Gira el planeta de los dos e inevitablemente llega, de nuevo, el otoño. Se anuncia con días más cortos y noches más largas y frías. Les eclipsa la decepción, y las hierbas pisoteadas se mezclan con pétalos caídos, sucios de lodo y baba de duende. A ti también te han metido el pie sus haditas malévolas, y si antes te parecían lindas esas alas traslúcidas, hoy quisieras quebrarlas o clavarlas con alfileres a la pared de otra casa, la del pasado, y que se queden ahí donde pertenecen. Llega la recolección previa al invierno y cada uno se guarda sus nueces en rincones distintos. Las haditas le tejen una manta con sus agujas diminutas y sabes que no alcanzará a cubrirte los pies. Tus duendes redactan canciones cálidas, en un idioma que el otro no entiende, y así parece que los alcanzará el invierno, juntos, solos, tristes.
¿Tendrán que ser siempre idénticos los ciclos? ¿Para qué salir de la cueva entonces? Se abrazan para pasar la última noche bajo las estrellas y hay un silencio de hielo entre los dos cuerpos estirados e inmóviles, entre los dos pares de ojos que quisieran encontrarle poesía a la luna llena de allá arriba. ¿Eres uno nuevo o eres el mismo de siempre?, quisieras preguntarle, pero no te escucha. ¿Sabes quién soy o es que me intercambias con tu reflejo en el lago?, quisiera decirte, pero no le escuchas. Sabes qué viene: ese muro, como un árbol estrenando anillos, se ensanchará con el paso de los días, de los meses. Hoy no se escuchan; mañana no se verán. Después serán sombras del otro lado y aunque estén espalda con espalda y pensando en cómo es que permitieron que se tornara tan gélido el invierno, no habrá verano que derrita el glaciar y estará el bosque partido en dos. Irreversiblemente.

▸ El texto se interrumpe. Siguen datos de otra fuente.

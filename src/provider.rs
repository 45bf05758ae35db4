//! Provider descriptor model.
//!
//! A `ProviderDescriptor` is immutable catalog data describing one CMS or
//! e-commerce provider: cost ranges, the engines it integrates with, its
//! feature surface, and how its content is delivered. Descriptors are
//! built once (catalog defaults or runtime registration) and read-only
//! afterwards.

use crate::{EngineId, ProviderId};
use serde::{Deserialize, Serialize};
use std::collections::BTreeSet;

/// Whether a provider serves content or commerce.
#[derive(Debug, Clone, Copy, PartialEq, Eq, Hash, Serialize, Deserialize)]
#[serde(rename_all = "lowercase")]
pub enum ProviderCategory {
    Cms,
    Ecommerce,
}

/// Integration effort tier, used by scoring and maintenance-cost lookups.
#[derive(Debug, Clone, Copy, PartialEq, Eq, Hash, Serialize, Deserialize)]
#[serde(rename_all = "lowercase")]
pub enum SetupComplexity {
    Low,
    Medium,
    High,
}

/// How the provider delivers content into a build.
///
/// Git-based providers commit content into the repository; API-driven
/// providers serve it from a hosted backend at build time.
#[derive(Debug, Clone, Copy, PartialEq, Eq, Hash, Serialize, Deserialize)]
#[serde(rename_all = "snake_case")]
pub enum ContentApi {
    GitBased,
    ApiDriven,
}

/// Inclusive currency range. Invariant: `min <= max`.
#[derive(Debug, Clone, Copy, PartialEq, Eq, Serialize, Deserialize)]
pub struct CostRange {
    pub min: u32,
    pub max: u32,
}

impl CostRange {
    pub fn new(min: u32, max: u32) -> Self {
        debug_assert!(min <= max, "cost range min must not exceed max");
        Self { min, max }
    }

    /// Midpoint of the range, used by budget-alignment scoring.
    pub fn average(&self) -> f64 {
        f64::from(self.min + self.max) / 2.0
    }

    /// Scales both ends by `factor`, truncating to whole currency units.
    pub fn scale(&self, factor: f64) -> Self {
        Self {
            min: (f64::from(self.min) * factor) as u32,
            max: (f64::from(self.max) * factor) as u32,
        }
    }

    /// Shifts both ends up by a flat amount.
    pub fn plus_flat(&self, amount: u32) -> Self {
        Self {
            min: self.min + amount,
            max: self.max + amount,
        }
    }
}

/// Immutable description of one CMS or e-commerce provider.
#[derive(Debug, Clone, PartialEq, Serialize, Deserialize)]
pub struct ProviderDescriptor {
    pub id: ProviderId,
    pub display_name: String,
    pub category: ProviderCategory,
    pub monthly_cost_range: CostRange,
    pub setup_cost_range: CostRange,
    /// Never empty; every member must resolve in the engine table.
    pub supported_engines: Vec<EngineId>,
    pub features: BTreeSet<String>,
    pub setup_complexity: SetupComplexity,
    pub content_api: ContentApi,
    /// Preferred engine when no requirement flag drives the choice.
    pub default_engine: EngineId,
    /// Fraction of sales charged per transaction. E-commerce only.
    #[serde(skip_serializing_if = "Option::is_none")]
    pub transaction_fee_fraction: Option<f64>,
}

impl ProviderDescriptor {
    pub fn supports(&self, engine: &EngineId) -> bool {
        self.supported_engines.contains(engine)
    }

    pub fn has_feature(&self, feature: &str) -> bool {
        self.features.contains(feature)
    }
}

#[cfg(test)]
mod tests {
    use super::*;

    #[test]
    fn test_cost_range_average() {
        assert_eq!(CostRange::new(0, 100).average(), 50.0);
        assert_eq!(CostRange::new(10, 10).average(), 10.0);
    }

    #[test]
    fn test_cost_range_scale_truncates() {
        let scaled = CostRange::new(10, 99).scale(1.3);
        assert_eq!(scaled, CostRange::new(13, 128));
    }

    #[test]
    fn test_cost_range_plus_flat() {
        assert_eq!(CostRange::new(5, 20).plus_flat(25), CostRange::new(30, 45));
    }
}
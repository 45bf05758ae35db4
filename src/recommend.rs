//! Provider ranking and engine recommendation.

use crate::catalog::StackCatalog;
use crate::provider::{ProviderCategory, ProviderDescriptor};
use crate::requirements::ClientRequirements;
use crate::scoring::{score, SuitabilityResult};
use crate::{EngineId, ProviderId};
use serde::{Deserialize, Serialize};
use tracing::debug;

/// Candidates scoring below this are dropped from ranked lists.
pub const INCLUSION_THRESHOLD: f64 = 6.0;

/// Engines ordered by build speed, fastest first.
const SPEED_ORDER: &[EngineId] = &[
    EngineId::Hugo,
    EngineId::Eleventy,
    EngineId::Astro,
    EngineId::NextJs,
    EngineId::Gatsby,
];

/// Engines ordered by authoring ease for non-technical teams.
const EASE_ORDER: &[EngineId] = &[
    EngineId::Astro,
    EngineId::NextJs,
    EngineId::Gatsby,
    EngineId::Eleventy,
    EngineId::Hugo,
];

/// One ranked candidate.
#[derive(Debug, Clone, PartialEq, Serialize, Deserialize)]
pub struct ProviderRecommendation {
    pub provider: ProviderId,
    pub result: SuitabilityResult,
}

/// Scores every catalog provider (optionally one category), drops
/// candidates below `INCLUSION_THRESHOLD`, and sorts descending by
/// score. The sort is stable, so ties keep catalog insertion order.
pub fn rank_providers(
    catalog: &StackCatalog,
    category: Option<ProviderCategory>,
    reqs: &ClientRequirements,
) -> Vec<ProviderRecommendation> {
    let mut ranked: Vec<ProviderRecommendation> = catalog
        .providers()
        .filter(|p| category.map_or(true, |c| p.category == c))
        .map(|p| ProviderRecommendation {
            provider: p.id.clone(),
            result: score(p, reqs),
        })
        .filter(|r| r.result.score >= INCLUSION_THRESHOLD)
        .collect();
    ranked.sort_by(|a, b| {
        b.result
            .score
            .partial_cmp(&a.result.score)
            .expect("scores are finite")
    });
    debug!(candidates = ranked.len(), "ranked providers");
    ranked
}

/// Recommends an engine for a provider. Total: always returns a member
/// of the provider's supported set.
///
/// Preference walk, first supported entry wins:
/// 1. performance-critical clients → build-speed order;
/// 2. budget-conscious clients → build-speed order (fast builds keep CI
///    spend down);
/// 3. non-technical teams → authoring-ease order;
/// 4. the provider's default engine, if supported;
/// 5. the provider's first supported engine.
pub fn recommend_engine(provider: &ProviderDescriptor, reqs: &ClientRequirements) -> EngineId {
    let first_supported = |order: &[EngineId]| {
        order
            .iter()
            .find(|engine| provider.supports(engine))
            .cloned()
    };

    let preference = if reqs.performance_critical || reqs.budget_conscious {
        first_supported(SPEED_ORDER)
    } else if !reqs.technical_team {
        first_supported(EASE_ORDER)
    } else {
        None
    };

    preference
        .or_else(|| {
            provider
                .supports(&provider.default_engine)
                .then(|| provider.default_engine.clone())
        })
        .unwrap_or_else(|| provider.supported_engines[0].clone())
}
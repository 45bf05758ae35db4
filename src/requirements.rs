//! Client requirements model.
//!
//! `ClientRequirements` is the ephemeral per-request input to scoring and
//! cost estimation. It is constructed with builder methods, validated
//! once at the factory boundary, and never persisted.

use crate::error::StackError;
use serde::{Deserialize, Serialize};
use std::collections::BTreeSet;

const DEFAULT_TEAM_SIZE: u32 = 1;

/// Content volume tier. Drives the volume cost multiplier and the
/// volume-alignment scoring rule.
#[derive(Debug, Clone, Copy, PartialEq, Eq, Hash, Serialize, Deserialize)]
#[serde(rename_all = "lowercase")]
pub enum ContentVolume {
    Small,
    Medium,
    Large,
}

#[derive(Debug, Clone, PartialEq, Serialize, Deserialize)]
#[serde(default)]
pub struct ClientRequirements {
    pub budget_conscious: bool,
    pub technical_team: bool,
    pub performance_critical: bool,
    pub needs_localization: bool,
    pub collaborative_editing: bool,
    pub content_volume: ContentVolume,
    pub team_size: u32,
    /// Feature tokens the provider must carry; absence is penalized.
    pub required_features: BTreeSet<String>,
    /// Monthly sales volume in currency units, for transaction-fee
    /// estimation on e-commerce providers.
    #[serde(skip_serializing_if = "Option::is_none")]
    pub expected_monthly_sales: Option<f64>,
}

impl Default for ClientRequirements {
    fn default() -> Self {
        Self {
            budget_conscious: false,
            technical_team: false,
            performance_critical: false,
            needs_localization: false,
            collaborative_editing: false,
            content_volume: ContentVolume::Medium,
            team_size: DEFAULT_TEAM_SIZE,
            required_features: BTreeSet::new(),
            expected_monthly_sales: None,
        }
    }
}

impl ClientRequirements {
    pub fn new() -> Self {
        Self::default()
    }

    pub fn budget_conscious(mut self, value: bool) -> Self {
        self.budget_conscious = value;
        self
    }

    pub fn technical_team(mut self, value: bool) -> Self {
        self.technical_team = value;
        self
    }

    pub fn performance_critical(mut self, value: bool) -> Self {
        self.performance_critical = value;
        self
    }

    pub fn needs_localization(mut self, value: bool) -> Self {
        self.needs_localization = value;
        self
    }

    pub fn collaborative_editing(mut self, value: bool) -> Self {
        self.collaborative_editing = value;
        self
    }

    pub fn content_volume(mut self, volume: ContentVolume) -> Self {
        self.content_volume = volume;
        self
    }

    pub fn team_size(mut self, size: u32) -> Self {
        self.team_size = size;
        self
    }

    pub fn require_feature(mut self, feature: &str) -> Self {
        self.required_features.insert(feature.to_string());
        self
    }

    pub fn expected_monthly_sales(mut self, sales: f64) -> Self {
        self.expected_monthly_sales = Some(sales);
        self
    }

    /// Boundary validation, run before any scoring or estimation work.
    pub fn validate(&self) -> Result<(), StackError> {
        if self.team_size == 0 {
            return Err(StackError::Configuration(
                "team_size must be at least 1".to_string(),
            ));
        }
        if let Some(sales) = self.expected_monthly_sales {
            if !sales.is_finite() || sales < 0.0 {
                return Err(StackError::Configuration(format!(
                    "expected_monthly_sales must be finite and non-negative, got {sales}"
                )));
            }
        }
        Ok(())
    }
}

#[cfg(test)]
mod tests {
    use super::*;

    #[test]
    fn test_defaults() {
        let reqs = ClientRequirements::default();
        assert_eq!(reqs.team_size, 1);
        assert_eq!(reqs.content_volume, ContentVolume::Medium);
        assert!(!reqs.budget_conscious);
        assert!(reqs.required_features.is_empty());
    }

    #[test]
    fn test_builder_chain() {
        let reqs = ClientRequirements::new()
            .budget_conscious(true)
            .technical_team(true)
            .content_volume(ContentVolume::Large)
            .team_size(5)
            .require_feature("visual_editing");
        assert!(reqs.budget_conscious);
        assert_eq!(reqs.team_size, 5);
        assert!(reqs.required_features.contains("visual_editing"));
    }

    #[test]
    fn test_validate_rejects_zero_team() {
        let reqs = ClientRequirements::new().team_size(0);
        assert!(matches!(
            reqs.validate(),
            Err(StackError::Configuration(_))
        ));
    }

    #[test]
    fn test_validate_rejects_negative_sales() {
        let reqs = ClientRequirements::new().expected_monthly_sales(-10.0);
        assert!(reqs.validate().is_err());
    }

    #[test]
    fn test_validate_accepts_defaults() {
        assert!(ClientRequirements::default().validate().is_ok());
    }

    #[test]
    fn test_serde_partial_input_uses_defaults() {
        let reqs: ClientRequirements =
            serde_json::from_str(r#"{"budget_conscious": true, "team_size": 3}"#).unwrap();
        assert!(reqs.budget_conscious);
        assert_eq!(reqs.team_size, 3);
        assert_eq!(reqs.content_volume, ContentVolume::Medium);
    }
}
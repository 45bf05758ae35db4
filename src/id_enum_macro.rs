//! Macro for string-token identifier enums.
//!
//! Generated enums carry a `Custom(String)` variant so identifiers
//! registered at runtime stay representable. Parsing is infallible;
//! validation happens at catalog lookup, which fails with `NotFound`
//! for any id without a registered descriptor.

#[macro_export]
macro_rules! define_id_enum {
    (
        $(#[$meta:meta])*
        $name:ident {
            $($variant:ident => $token:literal : $display:literal,)+
        }
    ) => {
        $(#[$meta])*
        #[derive(Debug, Clone, PartialEq, Eq, Hash, PartialOrd, Ord)]
        pub enum $name {
            $($variant,)+
            /// Identifier registered at runtime rather than built in.
            Custom(String),
        }

        impl $name {
            /// Canonical lowercase token, as used in serialized output.
            pub fn as_str(&self) -> &str {
                match self {
                    $(Self::$variant => $token,)+
                    Self::Custom(token) => token.as_str(),
                }
            }

            /// Human-readable display name.
            pub fn name(&self) -> &str {
                match self {
                    $(Self::$variant => $display,)+
                    Self::Custom(token) => token.as_str(),
                }
            }

            /// Parses a token. Unknown tokens become `Custom`; callers
            /// validate against the catalog, not here.
            pub fn parse(token: &str) -> Self {
                match token {
                    $($token => Self::$variant,)+
                    other => Self::Custom(other.to_string()),
                }
            }

            /// All built-in (non-`Custom`) identifiers.
            pub const BUILTIN: &'static [$name] = &[$(Self::$variant,)+];

            /// All built-in (non-`Custom`) identifiers.
            pub fn builtin() -> &'static [$name] {
                Self::BUILTIN
            }
        }

        impl std::fmt::Display for $name {
            fn fmt(&self, f: &mut std::fmt::Formatter<'_>) -> std::fmt::Result {
                f.write_str(self.as_str())
            }
        }

        impl From<&str> for $name {
            fn from(token: &str) -> Self {
                Self::parse(token)
            }
        }

        impl serde::Serialize for $name {
            fn serialize<S>(&self, serializer: S) -> Result<S::Ok, S::Error>
            where
                S: serde::Serializer,
            {
                serializer.serialize_str(self.as_str())
            }
        }

        impl<'de> serde::Deserialize<'de> for $name {
            fn deserialize<D>(deserializer: D) -> Result<Self, D::Error>
            where
                D: serde::Deserializer<'de>,
            {
                let token = <String as serde::Deserialize>::deserialize(deserializer)?;
                Ok(Self::parse(&token))
            }
        }
    };
}
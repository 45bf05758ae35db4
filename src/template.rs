//! Template variant resolution and build-environment configuration.
//!
//! Both surfaces are pure data transformations over static tables. The
//! curated variant table wins over the `{provider}_generic` fallback;
//! there are no other precedence rules, and resolution is total for any
//! pair that has passed compatibility validation.

use crate::{EngineId, ProviderId};
use serde::{Deserialize, Serialize};

/// Curated (engine, provider) → template variant pairs. Pairs absent
/// from this table resolve to the generic fallback.
const VARIANT_TABLE: &[(&str, &str, &str)] = &[
    ("hugo", "snipcart", "hugo_snipcart_storefront"),
    ("hugo", "decap", "hugo_decap_docs"),
    ("eleventy", "decap", "eleventy_decap_blog"),
    ("astro", "decap", "astro_decap_blog"),
    ("astro", "snipcart", "astro_snipcart_storefront"),
    ("astro", "sanity", "astro_sanity_content"),
    ("nextjs", "sanity", "nextjs_sanity_studio"),
    ("nextjs", "contentful", "nextjs_contentful_marketing"),
    ("nextjs", "tina", "nextjs_tina_editorial"),
    ("nextjs", "shopify", "nextjs_shopify_headless"),
    ("gatsby", "contentful", "gatsby_contentful_marketing"),
];

/// Resolves the template variant for a validated pairing.
///
/// Exact pair match wins; otherwise `{provider}_generic`. Never returns
/// an empty string.
pub fn resolve_variant(engine: &EngineId, provider: &ProviderId) -> String {
    VARIANT_TABLE
        .iter()
        .find(|(e, p, _)| *e == engine.as_str() && *p == provider.as_str())
        .map(|(_, _, variant)| variant.to_string())
        .unwrap_or_else(|| format!("{provider}_generic"))
}

/// What a build-environment entry configures.
#[derive(Debug, Clone, Copy, PartialEq, Eq, Serialize, Deserialize)]
#[serde(rename_all = "lowercase")]
pub enum EnvPurpose {
    /// Toolchain pins and build-time switches.
    Build,
    /// Content-delivery endpoints and tokens.
    Content,
    /// Cart and payment configuration.
    Commerce,
}

/// One build-environment entry handed to the provisioning layer.
/// `{{...}}` values are placeholders the caller substitutes per client.
#[derive(Debug, Clone, PartialEq, Eq, Serialize, Deserialize)]
pub struct EnvVar {
    pub key: String,
    pub value: String,
    pub purpose: EnvPurpose,
}

enum EnvScope {
    Engine(&'static str),
    Provider(&'static str),
}

struct EnvRow {
    scope: EnvScope,
    purpose: EnvPurpose,
    key: &'static str,
    value: &'static str,
}

const fn engine_row(engine: &'static str, key: &'static str, value: &'static str) -> EnvRow {
    EnvRow {
        scope: EnvScope::Engine(engine),
        purpose: EnvPurpose::Build,
        key,
        value,
    }
}

const fn provider_row(
    provider: &'static str,
    purpose: EnvPurpose,
    key: &'static str,
    value: &'static str,
) -> EnvRow {
    EnvRow {
        scope: EnvScope::Provider(provider),
        purpose,
        key,
        value,
    }
}

/// Single configuration table for every engine- and provider-scoped
/// variable, replacing per-pairing copies of near-identical blocks.
static ENV_TABLE: &[EnvRow] = &[
    // Engine toolchains
    engine_row("hugo", "HUGO_VERSION", "0.121.0"),
    engine_row("hugo", "HUGO_ENV", "production"),
    engine_row("eleventy", "NODE_VERSION", "20"),
    engine_row("eleventy", "ELEVENTY_ENV", "production"),
    engine_row("astro", "NODE_VERSION", "20"),
    engine_row("nextjs", "NODE_VERSION", "20"),
    engine_row("nextjs", "NEXT_TELEMETRY_DISABLED", "1"),
    engine_row("gatsby", "NODE_VERSION", "20"),
    engine_row("gatsby", "GATSBY_TELEMETRY_DISABLED", "1"),
    // Content providers
    provider_row("sanity", EnvPurpose::Content, "SANITY_PROJECT_ID", "{{sanity_project_id}}"),
    provider_row("sanity", EnvPurpose::Content, "SANITY_DATASET", "production"),
    provider_row("contentful", EnvPurpose::Content, "CONTENTFUL_SPACE_ID", "{{contentful_space_id}}"),
    provider_row("contentful", EnvPurpose::Content, "CONTENTFUL_DELIVERY_TOKEN", "{{contentful_delivery_token}}"),
    provider_row("decap", EnvPurpose::Content, "DECAP_BACKEND", "git-gateway"),
    provider_row("tina", EnvPurpose::Content, "TINA_CLIENT_ID", "{{tina_client_id}}"),
    provider_row("tina", EnvPurpose::Content, "TINA_TOKEN", "{{tina_token}}"),
    provider_row("strapi", EnvPurpose::Content, "STRAPI_API_URL", "{{strapi_api_url}}"),
    provider_row("strapi", EnvPurpose::Content, "STRAPI_API_TOKEN", "{{strapi_api_token}}"),
    // Commerce providers
    provider_row("snipcart", EnvPurpose::Commerce, "SNIPCART_API_KEY", "{{snipcart_api_key}}"),
    provider_row("snipcart", EnvPurpose::Commerce, "SNIPCART_CURRENCY", "usd"),
    provider_row("foxy", EnvPurpose::Commerce, "FOXY_SUBDOMAIN", "{{foxy_subdomain}}"),
    provider_row("shopify", EnvPurpose::Commerce, "SHOPIFY_STORE_DOMAIN", "{{shopify_store_domain}}"),
    provider_row("shopify", EnvPurpose::Commerce, "SHOPIFY_STOREFRONT_TOKEN", "{{shopify_storefront_token}}"),
];

/// Build-environment entries for a resolved pairing: engine-scoped rows
/// first, then provider-scoped rows, each in table order.
pub fn build_env(engine: &EngineId, provider: &ProviderId) -> Vec<EnvVar> {
    let mut env = Vec::new();
    for want_engine_scope in [true, false] {
        for row in ENV_TABLE {
            let applies = match row.scope {
                EnvScope::Engine(token) => want_engine_scope && token == engine.as_str(),
                EnvScope::Provider(token) => !want_engine_scope && token == provider.as_str(),
            };
            if applies {
                env.push(EnvVar {
                    key: row.key.to_string(),
                    value: row.value.to_string(),
                    purpose: row.purpose,
                });
            }
        }
    }
    env
}
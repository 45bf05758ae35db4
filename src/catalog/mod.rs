//! Provider and engine catalog.
//!
//! `StackCatalog` owns every `ProviderDescriptor` and `EngineDescriptor`
//! the engine can reason about. It follows an initialize-then-freeze
//! discipline: build it (defaults plus any runtime registrations) on one
//! thread, then share it immutably — typically behind an `Arc`. Lookups
//! are pure and lock-free.

mod cms;
mod commerce;
mod engines;

use crate::engine::EngineDescriptor;
use crate::error::StackError;
use crate::provider::{ProviderCategory, ProviderDescriptor};
use crate::{EngineId, ProviderId};
use std::collections::HashMap;
use tracing::warn;

#[derive(Debug, Clone, Default)]
pub struct StackCatalog {
    providers: Vec<ProviderDescriptor>,
    provider_index: HashMap<ProviderId, usize>,
    engines: Vec<EngineDescriptor>,
    engine_index: HashMap<EngineId, usize>,
}

impl StackCatalog {
    pub fn new() -> Self {
        Self::default()
    }

    /// Catalog with all built-in engines and providers registered, in a
    /// fixed insertion order. Built-in data never violates registration
    /// invariants, so construction cannot fail.
    pub fn with_defaults() -> Self {
        let mut catalog = Self::new();
        for engine in engines::defaults() {
            catalog
                .register_engine(engine)
                .expect("built-in engine registration");
        }
        for provider in cms::defaults().into_iter().chain(commerce::defaults()) {
            catalog
                .register_provider(provider)
                .expect("built-in provider registration");
        }
        catalog
    }

    /// Registers an engine. Duplicate ids are an error, never a silent
    /// overwrite.
    pub fn register_engine(&mut self, engine: EngineDescriptor) -> Result<(), StackError> {
        if self.engine_index.contains_key(&engine.id) {
            warn!(engine = %engine.id, "rejected duplicate engine registration");
            return Err(StackError::DuplicateEngine(engine.id));
        }
        self.engine_index.insert(engine.id.clone(), self.engines.len());
        self.engines.push(engine);
        Ok(())
    }

    /// Registers a provider. Duplicate ids are an error; the descriptor's
    /// engine references must all resolve in the engine table.
    pub fn register_provider(&mut self, provider: ProviderDescriptor) -> Result<(), StackError> {
        if self.provider_index.contains_key(&provider.id) {
            warn!(provider = %provider.id, "rejected duplicate provider registration");
            return Err(StackError::DuplicateProvider(provider.id));
        }
        if provider.supported_engines.is_empty() {
            return Err(StackError::Configuration(format!(
                "provider '{}' declares no supported engines",
                provider.id
            )));
        }
        for engine in provider
            .supported_engines
            .iter()
            .chain(std::iter::once(&provider.default_engine))
        {
            if !self.engine_index.contains_key(engine) {
                return Err(StackError::Configuration(format!(
                    "provider '{}' references unknown engine '{}'",
                    provider.id, engine
                )));
            }
        }
        self.provider_index
            .insert(provider.id.clone(), self.providers.len());
        self.providers.push(provider);
        Ok(())
    }

    pub fn get_provider(&self, id: &ProviderId) -> Result<&ProviderDescriptor, StackError> {
        self.provider_index
            .get(id)
            .map(|&idx| &self.providers[idx])
            .ok_or_else(|| StackError::ProviderNotFound {
                id: id.clone(),
                known: self.providers.iter().map(|p| p.id.clone()).collect(),
            })
    }

    pub fn get_engine(&self, id: &EngineId) -> Result<&EngineDescriptor, StackError> {
        self.engine_index
            .get(id)
            .map(|&idx| &self.engines[idx])
            .ok_or_else(|| StackError::EngineNotFound {
                id: id.clone(),
                known: self.engines.iter().map(|e| e.id.clone()).collect(),
            })
    }

    /// Providers in insertion order.
    pub fn providers(&self) -> impl Iterator<Item = &ProviderDescriptor> {
        self.providers.iter()
    }

    /// Providers of one category, insertion order preserved.
    pub fn providers_in(
        &self,
        category: ProviderCategory,
    ) -> impl Iterator<Item = &ProviderDescriptor> {
        self.providers.iter().filter(move |p| p.category == category)
    }

    /// Engines in insertion order.
    pub fn engines(&self) -> impl Iterator<Item = &EngineDescriptor> {
        self.engines.iter()
    }
}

Es la hora más fría de la madrugada, perfecta para rendirse y llorarle a esa luna ciega un par de lágrimas. No tienes puños contra el muro, el otro tampoco. Pero hay quien sí, y el ruido los saca de su apesadumbrado letargo y se encuentran con mucha diminuta actividad en todas las esquinas de la pared de hielo que con tanta facilidad había germinado. Y es que las hadas, con sus pequeñas agujas, taladran el cristal, enfurecidas, y los duendes, cantando sus tristes odas, derriten el hielo con sus alientos hirvientes. Pronto ese muro es tan frágil que se ha convertido en una lluvia portentosa, en un desplome de estalactitas transparentes, y ustedes dos tienen que correr a refugiarse. Antes de que te des cuenta, están en tu cueva. Pasaron de largo el recibidor, por la prisa, y están en el fondo más oscuro. ¿Qué encontrará el otro ahí? Le parece linda y acogedora, tu cueva. Habitada y humana, como sólo podía ser. Afuera llueve, ustedes se abrazan y resulta que siguen sangrando. Quizá sangrarán para siempre, quizá se aprenderán a suturar uno al otro: algunas heridas se curan mejor cerrándolas con agujas de hada, otras sanan cantándoles, como a los niños insomnes.
Mientras tanto, mientras llueve, mientras invierna, afuera, en el bosque, los duendes enseñan a las hadas a cantar y ellas, con paciencia, les muestran a ellos dónde están sus alas.